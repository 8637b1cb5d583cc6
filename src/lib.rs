//! # Sheetsync
//!
//! A synchronization engine that turns locally-produced invoice records
//! into correct, deduplicated, durable rows in a remote spreadsheet-like
//! store, under request quotas, no native transactions, and no native
//! unique-index enforcement.
//!
//! ## Architecture
//!
//! ```text
//! ┌─────────────────────────────────────────────────────────────────────┐
//! │                            sheetsync                                │
//! │                                                                     │
//! │  caller ──▶ SyncEngine::sync(record)                                │
//! │                │                                                    │
//! │                ▼                                                    │
//! │  ┌──────────────┐   ┌─────────────────┐   ┌─────────────────────┐   │
//! │  │ LeaseManager │──▶│ UniquenessIndex │──▶│ RemoteStore (HTTP / │   │
//! │  │ (per-uid)    │   │ (uid → row)     │   │ in-memory), wrapped │   │
//! │  └──────────────┘   └─────────────────┘   │ by RetryPolicy      │   │
//! │         │                   │             └─────────────────────┘   │
//! │         ▼                   ▼                                       │
//! │  ┌──────────────┐   ┌─────────────────┐                             │
//! │  │ lease expiry │   │ IndexSnapshot   │                             │
//! │  │ (safety net) │   │ (SQLite, opt.)  │                             │
//! │  └──────────────┘   └─────────────────┘                             │
//! └─────────────────────────────────────────────────────────────────────┘
//! ```
//!
//! The remote store is treated as dumb, key-less storage: uniqueness and
//! mutual exclusion are built as explicit layers above it. Per-uid leases
//! serialize writers on the same invoice; the append/update decision is
//! re-verified against the remote store at the point of every write, so a
//! stale cache can never produce duplicate rows.
//!
//! ## Usage
//!
//! ```rust,no_run
//! use sheetsync::{InvoiceRecord, SyncConfig, SyncEngine};
//! use std::time::Duration;
//!
//! #[tokio::main]
//! async fn main() {
//!     let mut engine = SyncEngine::new(SyncConfig::default()).expect("config");
//!     engine.start().await.expect("start");
//!
//!     let record = InvoiceRecord::new("ACME/INV-001", "d41d8c...")
//!         .with_field("amount", 100.0);
//!     let outcome = engine.sync(record, Duration::from_secs(10)).await;
//!     println!("sync outcome: {:?}", outcome);
//!
//!     engine.shutdown().await;
//! }
//! ```

pub mod batch;
pub mod client;
pub mod config;
pub mod engine;
pub mod error;
pub mod index;
pub mod lease;
pub mod metrics;
pub mod record;
pub mod retry;
pub mod snapshot;
pub mod store;

// Re-exports for convenience
pub use batch::{BatchConfig, BatchResult, UpsertBatch};
pub use client::{RestSheetClient, StaticTokenProvider, TokenProvider};
pub use config::SyncConfig;
pub use engine::{EngineState, EventOutcome, HealthCheck, SyncEngine, SyncEvent, SyncOutcome};
pub use error::{FailureKind, Result, StoreError, SyncError};
pub use index::UniquenessIndex;
pub use lease::{LeaseManager, LeaseToken, SHEET_LEASE_KEY};
pub use record::{derive_uid, source_fingerprint, FieldValue, InvoiceRecord, RemoteRow, SheetSchema};
pub use retry::{QuotaLimit, RateLimiter, RetryPolicy};
pub use snapshot::IndexSnapshot;
pub use store::{InMemorySheetStore, RemoteStore, RowRange};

*Assignment:* Each entry above needs to be duplicated verbatim.

*Exercise solution:*
repository 8637b1cb5d583cc6
filename src/lib.rs
//! # Sheetsync
//!
//! A synchronization engine that turns locally-produced invoice records
//! into correct, deduplicated, durable rows in a remote spreadsheet-like
//! store, under request quotas, no native transactions, and no native
//! unique-index enforcement.
//!
//! ## Architecture
//!
//! ```text
//! ┌─────────────────────────────────────────────────────────────────────┐
//! │                            sheetsync                                │
//! │                                                                     │
//! │  caller ──▶ SyncEngine::sync(record)                                │
//! │                │                                                    │
//! │                ▼                                                    │
//! │  ┌──────────────┐   ┌─────────────────┐   ┌─────────────────────┐   │
//! │  │ LeaseManager │──▶│ UniquenessIndex │──▶│ RemoteStore (HTTP / │   │
//! │  │ (per-uid)    │   │ (uid → row)     │   │ in-memory), wrapped │   │
//! │  └──────────────┘   └─────────────────┘   │ by RetryPolicy      │   │
//! │         │                   │             └─────────────────────┘   │
//! │         ▼                   ▼                                       │
//! │  ┌──────────────┐   ┌─────────────────┐                             │
//! │  │ lease expiry │   │ IndexSnapshot   │                             │
//! │  │ (safety net) │   │ (SQLite, opt.)  │                             │
//! │  └──────────────┘   └─────────────────┘                             │
//! └─────────────────────────────────────────────────────────────────────┘
//! ```
//!
//! The remote store is treated as dumb, key-less storage: uniqueness and
//! mutual exclusion are built as explicit layers above it. Per-uid leases
//! serialize writers on the same invoice; the append/update decision is
//! re-verified against the remote store at the point of every write, so a
//! stale cache can never produce duplicate rows.
//!
//! ## Usage
//!
//! ```rust,no_run
//! use sheetsync::{InvoiceRecord, SyncConfig, SyncEngine};
//! use std::time::Duration;
//!
//! #[tokio::main]
//! async fn main() {
//!     let mut engine = SyncEngine::new(SyncConfig::default()).expect("config");
//!     engine.start().await.expect("start");
//!
//!     let record = InvoiceRecord::new("ACME/INV-001", "d41d8c...")
//!         .with_field("amount", 100.0);
//!     let outcome = engine.sync(record, Duration::from_secs(10)).await;
//!     println!("sync outcome: {:?}", outcome);
//!
//!     engine.shutdown().await;
//! }
//! ```

pub mod batch;
pub mod client;
pub mod config;
pub mod engine;
pub mod error;
pub mod index;
pub mod lease;
pub mod metrics;
pub mod record;
pub mod retry;
pub mod snapshot;
pub mod store;

// Re-exports for convenience
pub use batch::{BatchConfig, BatchResult, UpsertBatch};
pub use client::{RestSheetClient, StaticTokenProvider, TokenProvider};
pub use config::SyncConfig;
pub use engine::{EngineState, EventOutcome, HealthCheck, SyncEngine, SyncEvent, SyncOutcome};
pub use error::{FailureKind, Result, StoreError, SyncError};
pub use index::UniquenessIndex;
pub use lease::{LeaseManager, LeaseToken, SHEET_LEASE_KEY};
pub use record::{derive_uid, source_fingerprint, FieldValue, InvoiceRecord, RemoteRow, SheetSchema};
pub use retry::{QuotaLimit, RateLimiter, RetryPolicy};
pub use snapshot::IndexSnapshot;
pub use store::{InMemorySheetStore, RemoteStore, RowRange};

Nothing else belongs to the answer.